The LA-based artist Mark Bradford is following up his critically acclaimed US Pavilion at the Venice Biennale, which closed last weekend, with his most ambitious “waterfall” work to date. The new sculpture will be unveiled alongside work from his Venice presentation at the Baltimore Museum of Art in Maryland next fall.
The museum’s curator Katy Siegel, who also co-organized Bradford’s Venice exhibition, tells artnet News that the new work will expand on the Biennale installation—and take it further. Bradford had initially hoped to install a “waterfall” flowing out of the US Pavilion and into the Giardini “like a flood.” But the piece never materialized, on of a number of ideas considered.

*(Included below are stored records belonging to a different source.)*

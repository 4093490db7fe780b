//! Data models for Murmur

mod conversation;
pub(crate) mod de;
mod message;
mod notification;

pub use conversation::{ConversationRecord, ConversationSnapshot, SnapshotError};
pub use message::{MessagePage, MessageRecord};
pub use notification::{Actor, NotificationKind, NotificationRecord};

/// Server-assigned conversation (thread) identifier
pub type ThreadId = i64;

/// Server-assigned user identifier
pub type UserId = i64;

/// Server-assigned notification identifier
pub type NotificationId = i64;
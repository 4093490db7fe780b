use murmur_core::api::ChatApi;
use murmur_core::store::NotificationStore;

use crate::commands::common::{format_notification_line, Context};
use crate::error::CliError;

pub async fn run_notifications(
    ctx: &Context,
    refresh: bool,
    mark_all_read: bool,
    as_json: bool,
) -> Result<(), CliError> {
    let mut store = NotificationStore::new(ctx.open_storage()?);

    if refresh || mark_all_read {
        ctx.require_session().await?;
        let api = ctx.rest_client()?;
        if refresh {
            store.replace_all(api.fetch_notifications().await?);
        }
        if mark_all_read {
            api.mark_all_notifications_read().await?;
            store.mark_all_read();
        }
    }

    if as_json {
        println!("{}", serde_json::to_string_pretty(store.list())?);
        return Ok(());
    }

    if store.is_empty() {
        println!("No notifications.");
        return Ok(());
    }
    for notification in store.list() {
        println!("{}", format_notification_line(notification));
    }
    println!("{} unread", store.unread_count());
    Ok(())
}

In Baltimore, Bradford will get a second chance. He plans to create a spectacular work out of strips of painted and dyed fabric that will sweep through the museum’s lobby up to the galleries on the second floor, where the US iteration of “Tomorrow Is Another Day” will be installed from September 2018 until March 2019.
“Mark has been thinking about floods since Katrina,” Siegel says, referring to the devastating storm that struck New Orleans and the Gulf Coast in 2005. The significance of waterfalls also runs deep in the artist’s work. His Venice exhibition concluded with Niagara (2005), a video featuring the artist’s former neighbor, Melvin, walking away from the camera. It is an homage to Marilyn Monroe’s final scene in the 1953 film noir of the same name.

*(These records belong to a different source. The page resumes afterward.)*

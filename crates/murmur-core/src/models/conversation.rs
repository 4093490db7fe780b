//! Conversation model

use serde::{Deserialize, Serialize};
use serde_json::Value;

use super::{de, ThreadId, UserId};

/// Aggregate client-side view of one peer-to-peer thread.
///
/// Timestamps are kept exactly as the server formats them; the client never
/// orders conversations by time, only by the move-to-top rule.
#[derive(Debug, Clone, PartialEq, Eq, Serialize, Deserialize)]
pub struct ConversationRecord {
    #[serde(deserialize_with = "de::id")]
    pub id: ThreadId,
    #[serde(alias = "username", default)]
    pub peer_username: String,
    #[serde(alias = "avatar", default)]
    pub peer_avatar: Option<String>,
    #[serde(alias = "partner_id", default, deserialize_with = "de::id_or_zero")]
    pub peer_id: UserId,
    #[serde(alias = "lastMessage", default)]
    pub last_message: String,
    #[serde(alias = "time", default)]
    pub last_message_time: String,
    #[serde(alias = "unread", default, deserialize_with = "de::count")]
    pub unread_count: u32,
    #[serde(default, deserialize_with = "de::truthy")]
    pub online: bool,
    #[serde(default)]
    pub last_active: Option<String>,
}

/// Per-item failure reported alongside a partially successful list fetch.
#[derive(Debug, Clone, PartialEq, Eq, Serialize, Deserialize)]
pub struct SnapshotError {
    pub conversation_id: Option<ThreadId>,
    pub message: String,
}

/// Normalized result of a conversation list fetch.
#[derive(Debug, Clone, Default, PartialEq, Eq)]
pub struct ConversationSnapshot {
    pub conversations: Vec<ConversationRecord>,
    pub errors: Vec<SnapshotError>,
}

impl ConversationSnapshot {
    /// Normalize any conversation list payload.
    ///
    /// Accepts a bare array or a `{ "conversations": [...], "errors": [...] }`
    /// envelope. Anything else yields an empty snapshot. Individual entries
    /// that fail to parse are skipped and reported in `errors`.
    pub fn from_value(payload: Value) -> Self {
        let (items, raw_errors) = match payload {
            Value::Array(items) => (items, Vec::new()),
            Value::Object(mut envelope) => {
                let items = match envelope.remove("conversations") {
                    Some(Value::Array(items)) => items,
                    _ => {
                        tracing::warn!("Conversation payload envelope has no conversation list");
                        return Self::default();
                    }
                };
                let errors = match envelope.remove("errors") {
                    Some(Value::Array(errors)) => errors,
                    _ => Vec::new(),
                };
                (items, errors)
            }
            other => {
                tracing::warn!(
                    kind = value_kind(&other),
                    "Unexpected conversation payload shape, using empty list"
                );
                return Self::default();
            }
        };

        let mut snapshot = Self {
            conversations: Vec::with_capacity(items.len()),
            errors: raw_errors.into_iter().map(parse_snapshot_error).collect(),
        };

        for item in items {
            let candidate_id = item.get("id").and_then(Value::as_i64);
            match serde_json::from_value::<ConversationRecord>(item) {
                Ok(record) => snapshot.conversations.push(record),
                Err(error) => {
                    tracing::warn!("Skipping malformed conversation entry: {}", error);
                    snapshot.errors.push(SnapshotError {
                        conversation_id: candidate_id,
                        message: format!("malformed conversation entry: {error}"),
                    });
                }
            }
        }

        snapshot
    }
}

fn parse_snapshot_error(value: Value) -> SnapshotError {
    match value {
        Value::String(message) => SnapshotError {
            conversation_id: None,
            message,
        },
        Value::Object(fields) => {
            let conversation_id = ["conversation_id", "thread_id", "id"]
                .iter()
                .find_map(|key| fields.get(*key).and_then(Value::as_i64));
            let message = ["error", "message", "detail"]
                .iter()
                .find_map(|key| fields.get(*key).and_then(Value::as_str))
                .unwrap_or("unknown error")
                .to_string();
            SnapshotError {
                conversation_id,
                message,
            }
        }
        other => SnapshotError {
            conversation_id: None,
            message: other.to_string(),
        },
    }
}

const fn value_kind(value: &Value) -> &'static str {
    match value {
        Value::Null => "null",
        Value::Bool(_) => "bool",
        Value::Number(_) => "number",
        Value::String(_) => "string",
        Value::Array(_) => "array",
        Value::Object(_) => "object",
    }
}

Bradford’s “waterfalls”—sculptural works made of painted and dyed strips of fabric that are about “force and power,” in Siegel’s words—also refer to the Niagara Movement in the first decade of the 20th century.
Black civil rights activists met on the Canadian side of the falls in 1905 to better organize their campaign against racial segregation and discrimination. A subsequent meeting took place at Harpers Ferry, West Virginia, where the Potomac and Shenandoah Rivers meet. Activists including W.E.B Du Bois aimed to bring about a “mighty current” of change. Their work laid the foundations of the NAACP.
As in Venice, Bradford has sought out a community group with which to form a partnership. He found the Greenmount West Community Center around two miles south of the museum. “At Greenmount, the idea is to do things together, as in sports, cooking and gardening, music, and also create space that allows people to be themselves as individuals, like the little boy who wants to crochet,” Siegel says.
The artist and his studio will add silk-screening to the center’s activities, providing training and equipment in partnership with Noisy Tenants, a Baltimore-based organization that connects businesses with community groups.
And although his pavilion is closed, Bradford continues to support a store run by the non-profit Rio Terà dei Pensieri, which sells artisanal goods made by prisoners in Venice and the wider region.